■ **TASK**
The word "reverse" marks the lines to keep; find each one in the data and copy it.

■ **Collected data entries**
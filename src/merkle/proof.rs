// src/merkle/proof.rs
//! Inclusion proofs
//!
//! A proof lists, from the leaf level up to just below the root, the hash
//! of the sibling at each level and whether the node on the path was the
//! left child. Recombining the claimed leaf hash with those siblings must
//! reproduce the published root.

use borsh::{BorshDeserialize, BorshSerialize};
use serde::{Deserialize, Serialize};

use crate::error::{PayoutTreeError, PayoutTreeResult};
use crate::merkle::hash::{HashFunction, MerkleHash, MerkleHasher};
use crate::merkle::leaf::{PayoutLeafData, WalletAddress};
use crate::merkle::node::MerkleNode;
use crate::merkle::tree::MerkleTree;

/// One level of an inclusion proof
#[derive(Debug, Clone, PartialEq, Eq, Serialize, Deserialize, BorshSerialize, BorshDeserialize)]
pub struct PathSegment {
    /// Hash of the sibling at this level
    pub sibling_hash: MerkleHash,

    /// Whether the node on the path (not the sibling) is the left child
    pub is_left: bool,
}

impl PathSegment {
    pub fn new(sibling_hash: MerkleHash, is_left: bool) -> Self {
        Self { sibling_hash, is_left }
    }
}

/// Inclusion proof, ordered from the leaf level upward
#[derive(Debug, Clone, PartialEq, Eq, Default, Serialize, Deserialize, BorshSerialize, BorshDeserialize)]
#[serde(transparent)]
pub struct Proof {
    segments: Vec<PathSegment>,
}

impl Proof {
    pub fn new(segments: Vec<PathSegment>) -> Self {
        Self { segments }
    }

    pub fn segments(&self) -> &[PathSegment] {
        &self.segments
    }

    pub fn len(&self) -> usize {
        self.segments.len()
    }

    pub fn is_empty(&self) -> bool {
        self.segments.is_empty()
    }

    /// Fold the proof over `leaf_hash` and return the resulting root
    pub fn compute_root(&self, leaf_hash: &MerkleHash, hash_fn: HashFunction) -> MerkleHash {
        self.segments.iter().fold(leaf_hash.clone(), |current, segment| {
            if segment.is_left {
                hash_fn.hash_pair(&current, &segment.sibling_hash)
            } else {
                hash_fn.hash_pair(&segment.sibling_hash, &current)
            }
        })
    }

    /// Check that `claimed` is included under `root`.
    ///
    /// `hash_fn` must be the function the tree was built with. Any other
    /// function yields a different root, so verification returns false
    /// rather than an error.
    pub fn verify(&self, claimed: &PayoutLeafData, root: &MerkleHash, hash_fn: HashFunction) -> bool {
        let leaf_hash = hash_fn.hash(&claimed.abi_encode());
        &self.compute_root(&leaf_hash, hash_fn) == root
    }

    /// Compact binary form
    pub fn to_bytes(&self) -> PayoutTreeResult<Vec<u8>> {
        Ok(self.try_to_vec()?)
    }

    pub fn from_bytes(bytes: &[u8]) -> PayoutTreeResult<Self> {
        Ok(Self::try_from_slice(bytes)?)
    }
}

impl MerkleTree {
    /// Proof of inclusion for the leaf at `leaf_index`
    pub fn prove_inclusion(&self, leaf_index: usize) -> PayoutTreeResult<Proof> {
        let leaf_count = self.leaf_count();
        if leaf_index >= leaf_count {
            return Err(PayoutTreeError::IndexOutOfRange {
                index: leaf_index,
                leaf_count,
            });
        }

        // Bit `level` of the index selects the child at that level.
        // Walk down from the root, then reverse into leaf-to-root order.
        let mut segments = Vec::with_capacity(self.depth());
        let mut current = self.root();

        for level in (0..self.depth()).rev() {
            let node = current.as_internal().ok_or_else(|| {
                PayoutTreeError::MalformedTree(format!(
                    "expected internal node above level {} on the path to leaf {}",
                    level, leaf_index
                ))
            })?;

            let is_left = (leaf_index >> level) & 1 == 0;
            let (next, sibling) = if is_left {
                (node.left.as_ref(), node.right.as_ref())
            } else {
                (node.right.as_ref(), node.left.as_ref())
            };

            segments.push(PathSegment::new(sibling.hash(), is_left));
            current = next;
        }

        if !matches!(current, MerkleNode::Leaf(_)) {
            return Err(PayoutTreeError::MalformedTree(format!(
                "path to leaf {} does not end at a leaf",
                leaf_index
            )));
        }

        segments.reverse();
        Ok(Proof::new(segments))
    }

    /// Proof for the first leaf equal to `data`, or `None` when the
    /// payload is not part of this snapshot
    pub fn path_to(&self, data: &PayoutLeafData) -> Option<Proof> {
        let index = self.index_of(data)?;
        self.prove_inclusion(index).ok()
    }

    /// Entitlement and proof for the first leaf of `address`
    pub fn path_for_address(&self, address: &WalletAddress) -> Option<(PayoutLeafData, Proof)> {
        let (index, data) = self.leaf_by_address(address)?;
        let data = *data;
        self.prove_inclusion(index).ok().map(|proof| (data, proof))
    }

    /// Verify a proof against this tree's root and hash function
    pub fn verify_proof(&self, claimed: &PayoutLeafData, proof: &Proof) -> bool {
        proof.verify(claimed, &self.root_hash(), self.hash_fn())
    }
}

...

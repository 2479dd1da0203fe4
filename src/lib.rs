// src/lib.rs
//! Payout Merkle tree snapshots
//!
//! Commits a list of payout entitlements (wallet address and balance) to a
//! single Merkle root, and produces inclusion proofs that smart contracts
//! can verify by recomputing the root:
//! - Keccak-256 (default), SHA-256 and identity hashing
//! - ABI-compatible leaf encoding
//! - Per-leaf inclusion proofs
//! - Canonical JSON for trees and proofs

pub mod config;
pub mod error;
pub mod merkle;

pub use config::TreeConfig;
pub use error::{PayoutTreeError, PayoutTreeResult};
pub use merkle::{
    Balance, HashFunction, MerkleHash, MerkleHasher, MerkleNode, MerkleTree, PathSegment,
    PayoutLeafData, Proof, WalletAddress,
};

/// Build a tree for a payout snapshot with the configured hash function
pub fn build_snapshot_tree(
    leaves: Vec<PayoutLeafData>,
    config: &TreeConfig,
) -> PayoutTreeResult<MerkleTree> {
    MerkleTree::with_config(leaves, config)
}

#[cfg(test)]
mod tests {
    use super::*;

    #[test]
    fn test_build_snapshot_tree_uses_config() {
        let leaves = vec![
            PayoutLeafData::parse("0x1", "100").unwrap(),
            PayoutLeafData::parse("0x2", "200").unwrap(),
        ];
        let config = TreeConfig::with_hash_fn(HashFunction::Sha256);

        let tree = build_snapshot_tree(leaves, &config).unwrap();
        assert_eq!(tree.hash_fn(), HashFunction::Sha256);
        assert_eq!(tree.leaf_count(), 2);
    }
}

■ **EXERCISE ANSWER**
        // Walk down from the root, then reverse into leaf-to-root order.
        segments.reverse();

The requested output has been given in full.